The Assembly of Wales has an income of around fourteen billion pounds from the UK parliament. Of this, most of it is spent on the administration of Health. Coal and slate dust have their legacy; we are a sick people, if we are a people. We have lost vigour. Wales is no Catalonia. Cardiff is no Barcelona – which is tied in to the culture and economy of its hinterland. We are diversified into nonentity. At its heart, situated squarely in the old Language/Nonconformity nexus, is the National Eisteddfod, that symbolic institution which reveres the past and knows not where to go in the new future. It carries on year after year like an ocean liner which has lost its way. The same people come through its gates; the same people act as adjudicators; the same people run it; and the Assembly, out of pity and obligation, contributes increasing sums of public subsidy. The Eisteddfod is dyed in the wool. And dyeing is close to dying in the vernacular.
Modern Wales is struggling.Too small, too poor, too much created by its past, too unambitious, too diversified, too much rainfall, too rocky; and not at heart fooled by enthusiastic sports fans, yea-saying politicians or singing stars.
I have lived through the decline of the culture/language. When I was a child in Llanrhaiadr-ym-Mochnant and in Ruthin, my Welsh-speaking parents took me to chapel, sitting in their own pew, on Sunday mornings, and after the service I was required to walk to the front row and recite my learned verses to the congregation. At home my mother played hymns on our piano and my father read his Bible in preparation for his Sunday School class. They went to Chapel again in the evening.
I left Wales when I was nineteen and I have never been back to this Wales, although I have lived here.
In 1960 there were five Welsh Nonconformist chapels in Ruthin; fine stone buildings. Each had an active congregation of over 200 souls, with its own Minister.Now there are hardly 200 members between all five and Ministers are responsible for a clutch of chapels.
But what about the renaissance? The Welsh schools; Welsh television…? Failures, almost entirely. They have cost the nation a great deal of money and made us poorer.Our children are generally badly educated; their standard of Welsh low and their English little better.
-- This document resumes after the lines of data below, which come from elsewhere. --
use chrono::TimeDelta;
use clap::Parser;
use miette::{IntoDiagnostic, Result, miette};
use std::fs::File;
use std::io;
use std::path::PathBuf;
use std::sync::Arc;
use tracing::{Level, info, warn};
use workledger::application::{LedgerConfig, WorkLedger};
use workledger::domain::ports::StoreHandle;
use workledger::infrastructure::clock::ManualClock;
use workledger::infrastructure::in_memory::InMemoryStore;
use workledger::interfaces::csv::command_reader::CommandReader;
use workledger::interfaces::csv::report_writer::ReportWriter;
use workledger::interfaces::replay::CommandReplayer;

#[derive(Parser)]
#[command(author, version, about, long_about = None)]
struct Cli {
    /// Input command script (CSV)
    input: PathBuf,

    /// Path to persistent database (optional). If provided, uses RocksDB.
    #[arg(long)]
    db_path: Option<PathBuf>,

    /// Minutes after creation during which the payer may delete a payment
    #[arg(long, default_value_t = 120, value_parser = clap::value_parser!(i64).range(0..))]
    delete_window_mins: i64,

    /// Most verbose level logged to stderr
    #[arg(long, default_value = "warn")]
    log_level: Level,
}

fn open_store(db_path: Option<PathBuf>) -> Result<StoreHandle> {
    match db_path {
        #[cfg(feature = "storage-rocksdb")]
        Some(path) => {
            let store = workledger::infrastructure::rocksdb::RocksDBStore::open(&path)?;
            info!(path = %path.display(), "using persistent storage");
            Ok(Arc::new(store))
        }
        #[cfg(not(feature = "storage-rocksdb"))]
        Some(_) => {
            warn!(
                "Persistent storage requested via --db-path, but 'storage-rocksdb' feature is not enabled. Falling back to In-Memory storage."
            );
            Ok(Arc::new(InMemoryStore::new()))
        }
        None => Ok(Arc::new(InMemoryStore::new())),
    }
}

#[tokio::main]
async fn main() -> Result<()> {
    let cli = Cli::parse();

    tracing_subscriber::fmt()
        .with_max_level(cli.log_level)
        .with_writer(io::stderr)
        .with_ansi(false)
        .init();

    let payment_delete_window = TimeDelta::try_minutes(cli.delete_window_mins)
        .ok_or_else(|| miette!("--delete-window-mins {} is out of range", cli.delete_window_mins))?;
    let config = LedgerConfig {
        payment_delete_window,
    };
    let store = open_store(cli.db_path)?;
    let clock = ManualClock::default();
    let ledger = WorkLedger::new(store)
        .with_clock(Arc::new(clock.clone()))
        .with_config(config);

    // Replay commands
    let file = File::open(&cli.input).into_diagnostic()?;
    let reader = CommandReader::new(file);
    let mut replayer = CommandReplayer::new(ledger.clone(), clock);
    let mut rows = 0;
    for (index, command) in reader.commands().enumerate() {
        let row = index + 1;
        rows = row;
        match command {
            Ok(command) => {
                if let Err(e) = replayer.apply(command).await {
                    warn!(row, kind = e.kind(), "Error processing command: {e}");
                }
            }
            Err(e) => {
                warn!(row, "Error reading command: {e}");
            }
        }
    }

    info!(rows, "replay finished");

    // Output final state
    let report = ledger.ledger_report().await?;
    let stdout = io::stdout();
    let mut writer = ReportWriter::new(stdout.lock());
    writer.write_report(&report)?;

    Ok(())
}
//! Storage and clock adapters for the domain ports.

pub mod clock;
pub mod in_memory;
#[cfg(feature = "storage-rocksdb")]
pub mod rocksdb;
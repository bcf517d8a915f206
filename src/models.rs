use image::Rgba;

/// Theme colors shared by every logo element.
pub struct Palette;

impl Palette {
    /// #1F4BA7
    pub const PRIMARY: Rgba<u8> = Rgba([31, 75, 167, 255]);
    /// #83B4FF
    pub const PRIMARY_LIGHT: Rgba<u8> = Rgba([131, 180, 255, 255]);
    pub const WHITE: Rgba<u8> = Rgba([255, 255, 255, 255]);
    /// Half-transparent black used under the lettering.
    pub const SHADOW: Rgba<u8> = Rgba([0, 0, 0, 128]);
}

/// The lettering drawn in the middle of the shield.
pub const LOGO_TEXT: &str = "VO";

/// Number of dots placed around the lettering.
pub const DOT_COUNT: usize = 9;

const OUTER_STROKE: u32 = 8;
const INNER_STROKE: u32 = 3;
const INNER_INSET: i32 = 20;
const SHADOW_OFFSET: i32 = 4;

/// A pixel coordinate. Signed so that geometry derived from very small
/// canvases can fall outside the image without wrapping.
#[derive(Clone, Copy, Debug, PartialEq, Eq)]
pub struct Point {
    pub x: i32,
    pub y: i32,
}

impl Point {
    pub const fn new(x: i32, y: i32) -> Self {
        Self { x, y }
    }
}

/// A closed six-point outline together with its stroke width.
#[derive(Clone, Debug, PartialEq)]
pub struct Shield {
    pub points: [Point; 6],
    pub stroke: u32,
}

impl Shield {
    fn with_inset(size: i32, inset: i32, shoulder: i32, stroke: u32) -> Self {
        let center = size / 2;
        Self {
            points: [
                Point::new(center, inset),
                Point::new(size - inset, inset + shoulder),
                Point::new(size - inset, size - inset - shoulder),
                Point::new(center, size - inset / 2),
                Point::new(inset, size - inset - shoulder),
                Point::new(inset, inset + shoulder),
            ],
            stroke,
        }
    }
}

/// All geometry of the logo, derived from the canvas edge length.
///
/// Every value is an integer fraction of `size`, so rendering at a different
/// size scales every feature together.
#[derive(Clone, Debug, PartialEq)]
pub struct LogoLayout {
    pub size: u32,
    pub center: Point,
    /// Radius of the largest disc in the background fade.
    pub fade_radius: u32,
    pub outer_shield: Shield,
    pub inner_shield: Shield,
    /// Requested pixel height of the lettering.
    pub font_px: f32,
    pub shadow_offset: i32,
    pub dot_radius: u32,
    pub dot_ring_radius: u32,
    pub dots: [Point; DOT_COUNT],
}

impl LogoLayout {
    pub fn for_size(size: u32) -> Self {
        let s = i32::try_from(size).unwrap_or(i32::MAX);
        let center = s / 2;
        let margin = s / 6;
        let dot_ring_radius = size / 3;

        let mut dots = [Point::new(center, center); DOT_COUNT];
        for (i, dot) in dots.iter_mut().enumerate() {
            let angle = (i as f64 * 360.0 / DOT_COUNT as f64).to_radians();
            // `as` truncates toward zero
            dot.x = center + (dot_ring_radius as f64 * angle.cos()) as i32;
            dot.y = center + (dot_ring_radius as f64 * angle.sin()) as i32;
        }

        Self {
            size,
            center: Point::new(center, center),
            fade_radius: size / 2,
            outer_shield: Shield::with_inset(s, margin, s / 6, OUTER_STROKE),
            inner_shield: Shield::with_inset(s, margin + INNER_INSET, s / 8, INNER_STROKE),
            font_px: (size / 3) as f32,
            shadow_offset: SHADOW_OFFSET,
            dot_radius: size / 50,
            dot_ring_radius,
            dots,
        }
    }
}
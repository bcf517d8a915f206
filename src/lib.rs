//! Procedural renderer for the Verum Omnis logo.

pub mod draw;
pub mod font;
pub mod logging;
pub mod logo;
pub mod models;
pub mod utils;

pub use logo::{RenderError, render, render_with_font};

/// Edge length of the logo written by the binary.
pub const LOGO_SIZE: u32 = 512;
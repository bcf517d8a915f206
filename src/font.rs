use image::{GrayImage, Luma, imageops};
use std::fmt;
use std::path::{Path, PathBuf};

/// Bold faces probed for the lettering, in order of preference.
pub const FONT_CANDIDATES: [&str; 2] = [
    "/usr/share/fonts/truetype/dejavu/DejaVuSans-Bold.ttf",
    "/usr/share/fonts/truetype/liberation/LiberationSans-Bold.ttf",
];

/// Error returned when a candidate font file cannot be used.
#[derive(Debug, Clone)]
pub struct FontLoadError(pub String);

impl fmt::Display for FontLoadError {
    fn fmt(&self, f: &mut fmt::Formatter<'_>) -> fmt::Result {
        write!(f, "font load error: {}", self.0)
    }
}

impl std::error::Error for FontLoadError {}

/// Tries each candidate in order and returns the first one `load` accepts.
///
/// Failures are logged and skipped; `None` means every candidate failed.
pub fn first_available<C, T, E>(
    candidates: impl IntoIterator<Item = C>,
    mut load: impl FnMut(&C) -> Result<T, E>,
) -> Option<T>
where
    C: fmt::Debug,
    E: fmt::Display,
{
    candidates.into_iter().find_map(|candidate| match load(&candidate) {
        Ok(value) => Some(value),
        Err(e) => {
            log::debug!("skipping {candidate:?}: {e}");
            None
        }
    })
}

/// Reads and parses a TrueType/OpenType file.
pub fn load_truetype(path: &Path) -> Result<fontdue::Font, FontLoadError> {
    let bytes = std::fs::read(path).map_err(|e| FontLoadError(format!("{}: {e}", path.display())))?;
    fontdue::Font::from_bytes(bytes, fontdue::FontSettings::default())
        .map_err(|e| FontLoadError(format!("{}: {e}", path.display())))
}

/// The face used for the lettering, already bound to a pixel size.
pub enum LogoFont {
    TrueType {
        font: fontdue::Font,
        px: f32,
        path: PathBuf,
    },
    /// Compiled-in 5x7 bitmap face, always available.
    Builtin { px: f32 },
}

impl LogoFont {
    /// Resolves the lettering font from [`FONT_CANDIDATES`].
    pub fn resolve(px: f32) -> Self {
        Self::resolve_from(FONT_CANDIDATES, px)
    }

    /// Resolves from an explicit candidate list, falling back to the built-in
    /// face when none of the paths can be loaded. Never fails.
    pub fn resolve_from<P: AsRef<Path>>(candidates: impl IntoIterator<Item = P>, px: f32) -> Self {
        let found = first_available(
            candidates.into_iter().map(|p| p.as_ref().to_path_buf()),
            |path| load_truetype(path).map(|font| (font, path.clone())),
        );
        let font = match found {
            Some((font, path)) => LogoFont::TrueType { font, px, path },
            None => LogoFont::Builtin { px },
        };
        log::debug!("lettering font: {}", font.describe());
        font
    }

    pub fn px(&self) -> f32 {
        match self {
            LogoFont::TrueType { px, .. } | LogoFont::Builtin { px } => *px,
        }
    }

    pub fn describe(&self) -> String {
        match self {
            LogoFont::TrueType { path, px, .. } => format!("{} @ {px}px", path.display()),
            LogoFont::Builtin { px } => format!("built-in bitmap face @ {px}px"),
        }
    }

    /// Rasterizes `text` into a coverage mask cropped to its inked area.
    pub fn rasterize(&self, text: &str) -> GlyphRun {
        let mask = match self {
            LogoFont::TrueType { font, px, .. } => rasterize_truetype(font, *px, text),
            LogoFont::Builtin { px } => rasterize_builtin(*px, text),
        };
        GlyphRun {
            mask: trim_to_ink(&mask),
        }
    }
}

/// A rendered line of text.
pub struct GlyphRun {
    pub mask: GrayImage,
}

impl GlyphRun {
    /// Width and height of the inked area.
    pub fn size(&self) -> (u32, u32) {
        self.mask.dimensions()
    }

    pub fn is_empty(&self) -> bool {
        let (w, h) = self.size();
        w == 0 || h == 0
    }
}

fn trim_to_ink(mask: &GrayImage) -> GrayImage {
    let mut bounds: Option<(u32, u32, u32, u32)> = None;
    for (x, y, pixel) in mask.enumerate_pixels() {
        if pixel.0[0] == 0 {
            continue;
        }
        bounds = Some(match bounds {
            None => (x, y, x, y),
            Some((x0, y0, x1, y1)) => (x0.min(x), y0.min(y), x1.max(x), y1.max(y)),
        });
    }
    match bounds {
        Some((x0, y0, x1, y1)) => imageops::crop_imm(mask, x0, y0, x1 - x0 + 1, y1 - y0 + 1).to_image(),
        None => GrayImage::new(0, 0),
    }
}

fn rasterize_truetype(font: &fontdue::Font, px: f32, text: &str) -> GrayImage {
    if px < 1.0 {
        return GrayImage::new(0, 0);
    }

    // (x, y, width, height, coverage) with y measured down from the baseline
    let mut placed = Vec::new();
    let mut pen = 0.0f32;
    let mut prev: Option<char> = None;
    for ch in text.chars() {
        if let Some(left) = prev {
            pen += font.horizontal_kern(left, ch, px).unwrap_or(0.0);
        }
        let (metrics, bitmap) = font.rasterize(ch, px);
        if metrics.width > 0 && metrics.height > 0 {
            let x = pen.round() as i32 + metrics.xmin;
            let y = -(metrics.ymin + metrics.height as i32);
            placed.push((x, y, metrics.width as u32, metrics.height as u32, bitmap));
        }
        pen += metrics.advance_width;
        prev = Some(ch);
    }

    let Some(min_x) = placed.iter().map(|g| g.0).min() else {
        return GrayImage::new(0, 0);
    };
    let min_y = placed.iter().map(|g| g.1).min().unwrap_or(0);
    let max_x = placed.iter().map(|g| g.0 + g.2 as i32).max().unwrap_or(min_x);
    let max_y = placed.iter().map(|g| g.1 + g.3 as i32).max().unwrap_or(min_y);

    let mut mask = GrayImage::new((max_x - min_x) as u32, (max_y - min_y) as u32);
    for (gx, gy, w, h, bitmap) in &placed {
        let (ox, oy) = ((gx - min_x) as u32, (gy - min_y) as u32);
        for row in 0..*h {
            for col in 0..*w {
                let coverage = bitmap[(row * w + col) as usize];
                let dst = mask.get_pixel_mut(ox + col, oy + row);
                // overlapping glyphs keep the stronger coverage
                dst.0[0] = dst.0[0].max(coverage);
            }
        }
    }
    mask
}

const GLYPH_W: u32 = 5;
const GLYPH_H: u32 = 7;

/// Rows of a 5x7 glyph, most significant of the low five bits leftmost.
fn builtin_glyph(ch: char) -> Option<[u8; 7]> {
    let rows = match ch.to_ascii_uppercase() {
        'A' => [0b01110, 0b10001, 0b10001, 0b11111, 0b10001, 0b10001, 0b10001],
        'B' => [0b11110, 0b10001, 0b10001, 0b11110, 0b10001, 0b10001, 0b11110],
        'C' => [0b01110, 0b10001, 0b10000, 0b10000, 0b10000, 0b10001, 0b01110],
        'D' => [0b11110, 0b10001, 0b10001, 0b10001, 0b10001, 0b10001, 0b11110],
        'E' => [0b11111, 0b10000, 0b10000, 0b11110, 0b10000, 0b10000, 0b11111],
        'F' => [0b11111, 0b10000, 0b10000, 0b11110, 0b10000, 0b10000, 0b10000],
        'G' => [0b01110, 0b10001, 0b10000, 0b10111, 0b10001, 0b10001, 0b01111],
        'H' => [0b10001, 0b10001, 0b10001, 0b11111, 0b10001, 0b10001, 0b10001],
        'I' => [0b01110, 0b00100, 0b00100, 0b00100, 0b00100, 0b00100, 0b01110],
        'J' => [0b00111, 0b00010, 0b00010, 0b00010, 0b00010, 0b10010, 0b01100],
        'K' => [0b10001, 0b10010, 0b10100, 0b11000, 0b10100, 0b10010, 0b10001],
        'L' => [0b10000, 0b10000, 0b10000, 0b10000, 0b10000, 0b10000, 0b11111],
        'M' => [0b10001, 0b11011, 0b10101, 0b10101, 0b10001, 0b10001, 0b10001],
        'N' => [0b10001, 0b10001, 0b11001, 0b10101, 0b10011, 0b10001, 0b10001],
        'O' => [0b01110, 0b10001, 0b10001, 0b10001, 0b10001, 0b10001, 0b01110],
        'P' => [0b11110, 0b10001, 0b10001, 0b11110, 0b10000, 0b10000, 0b10000],
        'Q' => [0b01110, 0b10001, 0b10001, 0b10001, 0b10101, 0b10010, 0b01101],
        'R' => [0b11110, 0b10001, 0b10001, 0b11110, 0b10100, 0b10010, 0b10001],
        'S' => [0b01111, 0b10000, 0b10000, 0b01110, 0b00001, 0b00001, 0b11110],
        'T' => [0b11111, 0b00100, 0b00100, 0b00100, 0b00100, 0b00100, 0b00100],
        'U' => [0b10001, 0b10001, 0b10001, 0b10001, 0b10001, 0b10001, 0b01110],
        'V' => [0b10001, 0b10001, 0b10001, 0b10001, 0b10001, 0b01010, 0b00100],
        'W' => [0b10001, 0b10001, 0b10001, 0b10101, 0b10101, 0b10101, 0b01010],
        'X' => [0b10001, 0b10001, 0b01010, 0b00100, 0b01010, 0b10001, 0b10001],
        'Y' => [0b10001, 0b10001, 0b01010, 0b00100, 0b00100, 0b00100, 0b00100],
        'Z' => [0b11111, 0b00001, 0b00010, 0b00100, 0b01000, 0b10000, 0b11111],
        '0' => [0b01110, 0b10001, 0b10011, 0b10101, 0b11001, 0b10001, 0b01110],
        '1' => [0b00100, 0b01100, 0b00100, 0b00100, 0b00100, 0b00100, 0b01110],
        '2' => [0b01110, 0b10001, 0b00001, 0b00010, 0b00100, 0b01000, 0b11111],
        '3' => [0b11111, 0b00010, 0b00100, 0b00010, 0b00001, 0b10001, 0b01110],
        '4' => [0b00010, 0b00110, 0b01010, 0b10010, 0b11111, 0b00010, 0b00010],
        '5' => [0b11111, 0b10000, 0b11110, 0b00001, 0b00001, 0b10001, 0b01110],
        '6' => [0b00110, 0b01000, 0b10000, 0b11110, 0b10001, 0b10001, 0b01110],
        '7' => [0b11111, 0b00001, 0b00010, 0b00100, 0b01000, 0b01000, 0b01000],
        '8' => [0b01110, 0b10001, 0b10001, 0b01110, 0b10001, 0b10001, 0b01110],
        '9' => [0b01110, 0b10001, 0b10001, 0b01111, 0b00001, 0b00010, 0b01100],
        _ => return None,
    };
    Some(rows)
}

fn rasterize_builtin(px: f32, text: &str) -> GrayImage {
    // cap height is roughly seven tenths of the requested size
    let scale = (px / 10.0) as u32;
    let count = text.chars().count() as u32;
    if scale == 0 || count == 0 {
        return GrayImage::new(0, 0);
    }

    let advance = (GLYPH_W + 1) * scale;
    let mut mask = GrayImage::new(advance * count - scale, GLYPH_H * scale);
    for (i, ch) in text.chars().enumerate() {
        // unknown characters advance like a space
        let Some(rows) = builtin_glyph(ch) else {
            continue;
        };
        let left = i as u32 * advance;
        for (row, bits) in rows.iter().enumerate() {
            for col in 0..GLYPH_W {
                if bits & (1 << (GLYPH_W - 1 - col)) == 0 {
                    continue;
                }
                for dy in 0..scale {
                    for dx in 0..scale {
                        let x = left + col * scale + dx;
                        let y = row as u32 * scale + dy;
                        mask.put_pixel(x, y, Luma([255]));
                    }
                }
            }
        }
    }
    mask
}

#[cfg(test)]
mod tests {
    use super::*;

    fn scratch_dir(name: &str) -> PathBuf {
        let dir = std::env::temp_dir().join(format!("verum-logo-font-{name}-{}", std::process::id()));
        std::fs::create_dir_all(&dir).unwrap();
        dir
    }

    #[test]
    fn first_available_returns_first_success() {
        let loaded = first_available([1, 2, 3, 4], |n| if n % 2 == 0 { Ok(*n) } else { Err("odd") });
        assert_eq!(loaded, Some(2));
    }

    #[test]
    fn first_available_stops_at_first_success() {
        let mut tried = Vec::new();
        let _ = first_available(["a", "b", "c"], |c| {
            tried.push(*c);
            if *c == "b" { Ok(()) } else { Err("no") }
        });
        assert_eq!(tried, ["a", "b"]);
    }

    #[test]
    fn first_available_exhausted_is_none() {
        let loaded: Option<u8> = first_available(["x", "y"], |_| Err::<u8, _>("missing"));
        assert!(loaded.is_none());
    }

    #[test]
    fn missing_files_fall_back_to_builtin() {
        let font = LogoFont::resolve_from(["/nonexistent/a.ttf", "/nonexistent/b.ttf"], 170.0);
        assert!(matches!(font, LogoFont::Builtin { .. }));
        assert_eq!(font.px(), 170.0);
    }

    #[test]
    fn unparsable_file_falls_back_to_builtin() {
        let dir = scratch_dir("garbage");
        let bogus = dir.join("bogus.ttf");
        std::fs::write(&bogus, b"definitely not a font").unwrap();

        let font = LogoFont::resolve_from([&bogus], 64.0);
        assert!(matches!(font, LogoFont::Builtin { .. }));

        std::fs::remove_dir_all(&dir).unwrap();
    }

    #[test]
    fn empty_candidate_list_falls_back_to_builtin() {
        let font = LogoFont::resolve_from(Vec::<PathBuf>::new(), 12.0);
        assert!(matches!(font, LogoFont::Builtin { .. }));
    }

    #[test]
    fn system_resolution_always_yields_usable_font() {
        let font = LogoFont::resolve(170.0);
        let run = font.rasterize("VO");
        assert!(!run.is_empty(), "{} produced no ink", font.describe());
    }

    #[test]
    fn builtin_run_is_measured_on_its_ink() {
        let run = LogoFont::Builtin { px: 170.0 }.rasterize("VO");
        // scale 17: two 5-wide cells and a 1-wide gap, seven rows tall
        assert_eq!(run.size(), (11 * 17, 7 * 17));
        assert_eq!(run.mask.get_pixel(0, 0).0[0], 255);
    }

    #[test]
    fn builtin_is_case_insensitive() {
        let upper = LogoFont::Builtin { px: 40.0 }.rasterize("VO");
        let lower = LogoFont::Builtin { px: 40.0 }.rasterize("vo");
        assert_eq!(upper.mask, lower.mask);
    }

    #[test]
    fn too_small_or_blank_text_is_empty() {
        assert!(LogoFont::Builtin { px: 3.0 }.rasterize("VO").is_empty());
        assert!(LogoFont::Builtin { px: 40.0 }.rasterize("").is_empty());
        assert!(LogoFont::Builtin { px: 40.0 }.rasterize("  ").is_empty());
    }
}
And TV?The ‘soap’ Pobl y Cwm is emblematic, its action set in some social no-man’s-land, its dialogue a mish-mash of Caernarfon/Cardigan patois. It belongs nowhere. The real Wales passes it by; it does not connect with anything. It has sub-titles in English so it has a viable audience.
And books in Welsh? Over two hundred new titles are published each year, each one heavily subsidised by Assembly money through the Welsh Books Council.Without this subsidy, the business of Welsh-language publishing would collapse overnight. The average sale of a Welsh-language title is seldom over 500 copies.
It is hard not to recall R.S. Thomas’s wonderful lines about a people ‘…sick with inbreeding/Worrying the carcase of an old song.’
Our only hope is to jettison the past and start again with a new view and policy, with conviction.But where do we start, and who will do it? Before then, there are going to be many disappointments, losses, failures and tragedies.